CBD is short for cannabidiol. CBD is one of many different molecules known as cannabinoids found in the cannabis plant.
CBD is a naturally occurring substance used in products like oils and edibles and it is not psychoactive CBD is believed to have many beneficial properties and is commonly used to promote overall wellness.
CBD oil is a natural oil which is extracted from the hemp plant. CBD oils are oils that contain concentrations of CBD. The concentrations and the uses of these oils vary by people all over the world.
Cannabinoids are active compounds produced by the hemp plant. Cannabinoids interact with the body’s endocannabinoid system (ECS), which promotes homeostasis.
The cannabinoids can be separated into the following subclasses:
- Cannabigerols (CBG)
- Cannabichromenes (CBC)
- Cannabidiol (CBD)
- Tetrahydrocannabinol (THC)
- Cannabinol (CBN)
- Cannabinodiol (CBDL)
- Cannabicyclol (CBL)
- Cannabielsoin (CBE)
- Cannabitriol (CBT)
CBD, like all cannabinoids, produce effects in the body by interacting with the endocannabinoid system. CBD impacts the ECS indirectly, most often through activation of outside receptors and interaction with enzymes.
The human body produces certain cannabinoids on its own. Our bodies have two receptors for cannabinoids, called the CB1 receptors and CB2 receptors. CBD does not attach directly to either receptor. Instead, it directs the body to use its own cannabinoids.
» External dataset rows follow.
//! Likert responses and the response set

use crate::{DomainError, QuestionId};
use std::collections::BTreeMap;

/// Lowest Likert value (strongly disagree)
pub const LIKERT_MIN: u8 = 1;

/// Neutral Likert value
pub const LIKERT_NEUTRAL: u8 = 3;

/// Highest Likert value (strongly agree)
pub const LIKERT_MAX: u8 = 5;

/// A validated five-point Likert response
#[derive(Debug, Clone, Copy, PartialEq, Eq, Hash, PartialOrd, Ord)]
pub struct Likert(u8);

impl Likert {
    /// Strongly disagree
    pub const STRONGLY_DISAGREE: Likert = Likert(1);
    /// Disagree
    pub const DISAGREE: Likert = Likert(2);
    /// Neutral
    pub const NEUTRAL: Likert = Likert(3);
    /// Agree
    pub const AGREE: Likert = Likert(4);
    /// Strongly agree
    pub const STRONGLY_AGREE: Likert = Likert(5);

    /// All values from strongly disagree to strongly agree
    pub const ALL: [Likert; 5] = [
        Likert::STRONGLY_DISAGREE,
        Likert::DISAGREE,
        Likert::NEUTRAL,
        Likert::AGREE,
        Likert::STRONGLY_AGREE,
    ];

    /// Validate a raw response
    pub fn new(value: i64) -> Result<Self, DomainError> {
        if (i64::from(LIKERT_MIN)..=i64::from(LIKERT_MAX)).contains(&value) {
            Ok(Self(value as u8))
        } else {
            Err(DomainError::LikertOutOfRange(value))
        }
    }

    /// The raw 1..=5 value
    pub fn value(&self) -> u8 {
        self.0
    }

    /// Signed score in [-2, +2]; neutral maps to 0
    pub fn to_score(&self) -> f64 {
        likert_to_score(self.0)
    }

    /// Message key for the option label (e.g. `likert.5`)
    pub fn key(&self) -> String {
        format!("likert.{}", self.0)
    }
}

impl TryFrom<i64> for Likert {
    type Error = DomainError;

    fn try_from(value: i64) -> Result<Self, Self::Error> {
        Likert::new(value)
    }
}

/// Convert a Likert value (1-5) to a signed score (-2 to +2)
pub fn likert_to_score(value: u8) -> f64 {
    f64::from(value) - f64::from(LIKERT_NEUTRAL)
}

/// Partial mapping from question id to Likert response
///
/// Ids are not checked against any catalog here: unknown ids are legal and
/// simply ignored by scoring. Values are validated on entry.
#[derive(Debug, Clone, Default, PartialEq)]
pub struct ResponseSet {
    responses: BTreeMap<QuestionId, Likert>,
}

impl ResponseSet {
    /// Create an empty response set
    pub fn new() -> Self {
        Self::default()
    }

    /// Build from raw `(id, value)` pairs, failing on the first invalid value
    ///
    /// Intended for restoring untrusted input (saved sessions, answer files).
    /// A repeated id keeps the last value.
    pub fn from_raw<I, K>(pairs: I) -> Result<Self, DomainError>
    where
        I: IntoIterator<Item = (K, i64)>,
        K: Into<QuestionId>,
    {
        let mut set = Self::new();
        for (id, value) in pairs {
            set.answer(id, value)?;
        }
        Ok(set)
    }

    /// Record a raw response, validating it first
    ///
    /// Returns the previous response for the question, if any.
    pub fn answer(
        &mut self,
        id: impl Into<QuestionId>,
        value: i64,
    ) -> Result<Option<Likert>, DomainError> {
        let id = id.into();
        let likert = Likert::new(value).map_err(|_| DomainError::InvalidLikert {
            question: id.to_string(),
            value,
        })?;
        Ok(self.responses.insert(id, likert))
    }

    /// Record an already validated response
    pub fn insert(&mut self, id: impl Into<QuestionId>, likert: Likert) -> Option<Likert> {
        self.responses.insert(id.into(), likert)
    }

    /// Response for a question
    pub fn get(&self, id: &QuestionId) -> Option<Likert> {
        self.responses.get(id).copied()
    }

    /// Whether the question has a response
    pub fn contains(&self, id: &QuestionId) -> bool {
        self.responses.contains_key(id)
    }

    /// Remove a response
    pub fn remove(&mut self, id: &QuestionId) -> Option<Likert> {
        self.responses.remove(id)
    }

    /// Number of responses, including ids unknown to any catalog
    pub fn len(&self) -> usize {
        self.responses.len()
    }

    /// Whether no response has been recorded
    pub fn is_empty(&self) -> bool {
        self.responses.is_empty()
    }

    /// Drop every response
    pub fn clear(&mut self) {
        self.responses.clear();
    }

    /// Iterate responses in id order
    pub fn iter(&self) -> impl Iterator<Item = (&QuestionId, Likert)> {
        self.responses.iter().map(|(id, likert)| (id, *likert))
    }
}

#[cfg(test)]
mod tests {
    use super::*;

    #[test]
    fn test_likert_to_score() {
        assert_eq!(likert_to_score(1), -2.0);
        assert_eq!(likert_to_score(3), 0.0);
        assert_eq!(likert_to_score(5), 2.0);
    }

    #[test]
    fn test_likert_validation() {
        assert_eq!(Likert::new(0), Err(DomainError::LikertOutOfRange(0)));
        assert_eq!(Likert::new(6), Err(DomainError::LikertOutOfRange(6)));
        assert_eq!(Likert::new(4), Ok(Likert::AGREE));
        assert_eq!(Likert::try_from(1), Ok(Likert::STRONGLY_DISAGREE));
    }

    #[test]
    fn test_answer_rejects_invalid() {
        let mut set = ResponseSet::new();
        let err = set.answer("ST_01", 9).unwrap_err();
        assert_eq!(
            err,
            DomainError::InvalidLikert {
                question: "ST_01".to_string(),
                value: 9
            }
        );
        assert!(set.is_empty());
    }

    #[test]
    fn test_answer_overwrites() {
        let mut set = ResponseSet::new();
        assert_eq!(set.answer("ST_01", 2).unwrap(), None);
        assert_eq!(set.answer("ST_01", 5).unwrap(), Some(Likert::DISAGREE));
        assert_eq!(set.len(), 1);
        assert_eq!(set.get(&"ST_01".into()), Some(Likert::STRONGLY_AGREE));
    }

    #[test]
    fn test_from_raw_fails_fast() {
        let result = ResponseSet::from_raw(vec![("ST_01", 3), ("ST_02", -1)]);
        assert!(result.is_err());
    }

    #[test]
    fn test_likert_key() {
        assert_eq!(Likert::NEUTRAL.key(), "likert.3");
    }
}
//! Position module - a point in the three-axis coordinate space

use crate::{Axis, DomainError};

/// Lower bound of every canonical coordinate
pub const MIN_COORDINATE: f64 = -1.0;

/// Upper bound of every canonical coordinate
pub const MAX_COORDINATE: f64 = 1.0;

/// Point in the canonical [-1, +1]³ political space
///
/// Both computed user positions and entity reference positions use this
/// range. Catalogs authored on another range (e.g. [-10, +10]) are rescaled
/// once, at load time, with [`Position::from_scaled`]; unscaled values never
/// reach a distance computation.
///
/// Fields are private: every value outside this module went through
/// [`Position::new`], so a `Position` is always in range.
#[derive(Debug, Clone, Copy, PartialEq, Default)]
pub struct Position {
    statism: f64,
    recognition: f64,
    sid: f64,
}

impl Position {
    /// The neutral centre of the space
    pub const ORIGIN: Position = Position {
        statism: 0.0,
        recognition: 0.0,
        sid: 0.0,
    };

    /// Create a validated position
    ///
    /// # Errors
    /// Returns [`DomainError::InvalidPosition`] for the first component that is
    /// non-finite or outside [-1, 1].
    pub fn new(statism: f64, recognition: f64, sid: f64) -> Result<Self, DomainError> {
        let position = Self {
            statism,
            recognition,
            sid,
        };
        position.validate()?;
        Ok(position)
    }

    /// Create a position from coordinates authored on `[-scale, +scale]`
    ///
    /// This is a linear rescale (divide by `scale`) followed by validation.
    /// A scale of 10 maps the [-10, +10] party catalog onto the canonical range.
    pub fn from_scaled(
        statism: f64,
        recognition: f64,
        sid: f64,
        scale: f64,
    ) -> Result<Self, DomainError> {
        Self::new(statism / scale, recognition / scale, sid / scale)
    }

    /// Build a position from per-axis values in [`Axis::ALL`] order
    pub fn from_components(values: [f64; 3]) -> Result<Self, DomainError> {
        Self::new(values[0], values[1], values[2])
    }

    /// Normalized axis scores, clamped against floating-point drift
    pub(crate) fn from_scores(statism: f64, recognition: f64, sid: f64) -> Self {
        let clamp = |v: f64| v.clamp(MIN_COORDINATE, MAX_COORDINATE);
        Self {
            statism: clamp(statism),
            recognition: clamp(recognition),
            sid: clamp(sid),
        }
    }

    /// Statism coordinate
    pub fn statism(&self) -> f64 {
        self.statism
    }

    /// Recognition coordinate
    pub fn recognition(&self) -> f64 {
        self.recognition
    }

    /// SID coordinate
    pub fn sid(&self) -> f64 {
        self.sid
    }

    /// Coordinate on one axis
    pub fn get(&self, axis: Axis) -> f64 {
        match axis {
            Axis::Statism => self.statism,
            Axis::Recognition => self.recognition,
            Axis::Sid => self.sid,
        }
    }

    /// Coordinates in [`Axis::ALL`] order
    pub fn components(&self) -> [f64; 3] {
        [self.statism, self.recognition, self.sid]
    }

    /// Check every component is a finite number in [-1, 1]
    pub fn validate(&self) -> Result<(), DomainError> {
        for axis in Axis::ALL {
            let value = self.get(axis);
            if !is_valid_coordinate(value) {
                return Err(DomainError::InvalidPosition { axis, value });
            }
        }
        Ok(())
    }

    /// Whether [`Position::validate`] would succeed
    pub fn is_valid(&self) -> bool {
        self.validate().is_ok()
    }
}

/// A single coordinate is valid when finite and inside [-1, 1]
pub fn is_valid_coordinate(value: f64) -> bool {
    value.is_finite() && (MIN_COORDINATE..=MAX_COORDINATE).contains(&value)
}
//! Questions command implementation.

use crate::cli::QuestionsArgs;
use crate::error::Result;
use crate::output::Formatter;
use nakshatra_catalog::Catalog;
use nakshatra_domain::{Axis, Question};

/// Execute the questions command.
pub fn execute_questions(args: QuestionsArgs, catalog: &Catalog, formatter: &Formatter) -> Result<()> {
    let questions: Vec<&Question> = match &args.axis {
        Some(name) => {
            let axis: Axis = name.parse()?;
            catalog.questions_on(axis).collect()
        }
        None => catalog.questions().iter().collect(),
    };

    println!("{}", formatter.format_questions(&questions)?);
    Ok(())
}
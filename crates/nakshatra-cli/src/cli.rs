//! CLI command definitions and argument parsing.

use clap::{Args, Parser, Subcommand};
use std::path::PathBuf;

/// Political Nakshatra - Place yourself on a three-axis map of Indian politics.
#[derive(Debug, Parser)]
#[command(name = "nakshatra")]
#[command(version, about, long_about = None)]
pub struct Cli {
    /// Output format
    #[arg(short, long, value_enum, global = true)]
    pub format: Option<CliFormat>,

    /// Disable colored output
    #[arg(long, global = true)]
    pub no_color: bool,

    /// Configuration file path
    #[arg(short, long, global = true, env = "NAKSHATRA_CONFIG")]
    pub config: Option<PathBuf>,

    #[command(subcommand)]
    pub command: Option<Command>,
}

/// Output format options.
#[derive(Debug, Clone, Copy, clap::ValueEnum)]
pub enum CliFormat {
    /// Table format (default)
    Table,
    /// JSON format
    Json,
    /// Quiet format (ids or tokens only)
    Quiet,
}

/// CLI commands.
#[derive(Debug, Subcommand)]
pub enum Command {
    /// Take the questionnaire interactively
    Quiz(QuizArgs),

    /// Score a file of answers
    Score(ScoreArgs),

    /// Explain a position: labels, descriptions, examples, nearest entities
    Explain(PositionArgs),

    /// Rank parties or leaders by distance from a position
    Compare(CompareArgs),

    /// Encode or decode share tokens
    Share(ShareArgs),

    /// List the question catalog
    Questions(QuestionsArgs),

    /// Validate the configured or given catalogs
    Validate(ValidateArgs),

    /// Show or edit the configuration file
    Config(ConfigArgs),
}

/// Arguments for the quiz command.
#[derive(Debug, Default, Parser)]
pub struct QuizArgs {
    /// Ignore any saved session and start over
    #[arg(long)]
    pub fresh: bool,
}

/// Arguments for the score command.
#[derive(Debug, Parser)]
pub struct ScoreArgs {
    /// TOML or JSON map of question id to a response 1-5
    pub answers: PathBuf,
}

/// Where a position comes from; exactly one is required.
#[derive(Debug, Args)]
#[group(required = true, multiple = false)]
pub struct PositionArgs {
    /// Coordinates as "statism,recognition,sid"
    #[arg(short, long, allow_hyphen_values = true)]
    pub position: Option<String>,

    /// Share token
    #[arg(short, long)]
    pub token: Option<String>,

    /// Answers file to score first
    #[arg(short, long)]
    pub answers: Option<PathBuf>,
}

/// Arguments for the compare command.
#[derive(Debug, Parser)]
pub struct CompareArgs {
    #[command(flatten)]
    pub source: PositionArgs,

    /// Compare against leaders instead of parties
    #[arg(short, long)]
    pub leaders: bool,

    /// Show only the closest N
    #[arg(short = 'n', long)]
    pub limit: Option<usize>,

    /// Only leaders in a region group (national, regional, historical)
    #[arg(short, long, requires = "leaders")]
    pub region: Option<String>,

    /// Detailed per-axis comparison with one party or leader (id or abbreviation)
    #[arg(short, long)]
    pub with: Option<String>,
}

/// Arguments for share token handling.
#[derive(Debug, Parser)]
pub struct ShareArgs {
    #[command(subcommand)]
    pub action: ShareAction,
}

/// Share token actions.
#[derive(Debug, Subcommand)]
pub enum ShareAction {
    /// Turn "statism,recognition,sid" into a token
    Encode {
        /// Coordinates in [-1, 1]
        #[arg(allow_hyphen_values = true)]
        position: String,
    },

    /// Turn a token back into coordinates
    Decode {
        /// Share token
        token: String,
    },
}

/// Arguments for the questions command.
#[derive(Debug, Parser)]
pub struct QuestionsArgs {
    /// Only questions on this axis
    #[arg(short, long)]
    pub axis: Option<String>,
}

/// Arguments for the validate command.
#[derive(Debug, Parser)]
pub struct ValidateArgs {
    /// Question catalog to check instead of the configured one
    #[arg(long)]
    pub questions: Option<PathBuf>,

    /// Party catalog to check
    #[arg(long)]
    pub parties: Option<PathBuf>,

    /// Leader catalog to check
    #[arg(long)]
    pub leaders: Option<PathBuf>,

    /// Treat warnings as errors
    #[arg(long)]
    pub strict: bool,
}

/// Arguments for configuration management.
#[derive(Debug, Parser)]
pub struct ConfigArgs {
    #[command(subcommand)]
    pub action: ConfigAction,
}

/// Configuration actions.
#[derive(Debug, Subcommand)]
pub enum ConfigAction {
    /// Print the effective configuration
    Show,

    /// Write a configuration file with default settings
    Init {
        /// Overwrite an existing file
        #[arg(long)]
        force: bool,
    },

    /// Set the catalog validation preset (default, permissive, strict)
    Validation {
        /// Preset name
        preset: String,
    },
}

impl From<CliFormat> for crate::config::OutputFormat {
    fn from(format: CliFormat) -> Self {
        match format {
            CliFormat::Table => crate::config::OutputFormat::Table,
            CliFormat::Json => crate::config::OutputFormat::Json,
            CliFormat::Quiet => crate::config::OutputFormat::Quiet,
        }
    }
}

#[cfg(test)]
mod tests {
    use super::*;

    #[test]
    fn test_no_subcommand() {
        let cli = Cli::parse_from(["nakshatra"]);
        assert!(cli.command.is_none());
    }

    #[test]
    fn test_compare_command() {
        let cli = Cli::parse_from([
            "nakshatra",
            "compare",
            "--position",
            "-0.5,0.2,0.1",
            "--leaders",
            "-n",
            "5",
        ]);
        match cli.command {
            Some(Command::Compare(args)) => {
                assert_eq!(args.source.position.as_deref(), Some("-0.5,0.2,0.1"));
                assert!(args.leaders);
                assert_eq!(args.limit, Some(5));
            }
            _ => panic!("Expected Compare command"),
        }
    }

    #[test]
    fn test_position_source_is_exclusive() {
        let result = Cli::try_parse_from([
            "nakshatra", "explain", "--position", "0,0,0", "--token", "abc",
        ]);
        assert!(result.is_err());

        let result = Cli::try_parse_from(["nakshatra", "explain"]);
        assert!(result.is_err());
    }

    #[test]
    fn test_share_encode_negative() {
        let cli = Cli::parse_from(["nakshatra", "share", "encode", "-0.2,0.4,1"]);
        match cli.command {
            Some(Command::Share(ShareArgs {
                action: ShareAction::Encode { position },
            })) => assert_eq!(position, "-0.2,0.4,1"),
            _ => panic!("Expected Share Encode"),
        }
    }

    #[test]
    fn test_config_command() {
        let cli = Cli::parse_from(["nakshatra", "config", "validation", "strict"]);
        match cli.command {
            Some(Command::Config(ConfigArgs {
                action: ConfigAction::Validation { preset },
            })) => assert_eq!(preset, "strict"),
            _ => panic!("Expected Config Validation"),
        }

        let cli = Cli::parse_from(["nakshatra", "config", "init", "--force"]);
        assert!(matches!(
            cli.command,
            Some(Command::Config(ConfigArgs {
                action: ConfigAction::Init { force: true }
            }))
        ));
    }

    #[test]
    fn test_format_conversion() {
        let format: crate::config::OutputFormat = CliFormat::Json.into();
        assert_eq!(format, crate::config::OutputFormat::Json);
    }
}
CB1 receptors are present throughout the body, mostly in the brain. The CB1 receptors in the brain deal with coordination and movement, pain, emotions, and mood, thinking, appetite, and memories, and other functions.
CB2 receptors are more common in the immune system. They affect inflammation and pain.
Endocannabinoids are produced by almost every living organism. Both endocannabinoids and cannabinoid receptors form the endocannabinoid system ECS. Our ECS controls our neurotransmitters, pain perception, and our cardiovascular, gastrointestinal and liver functions.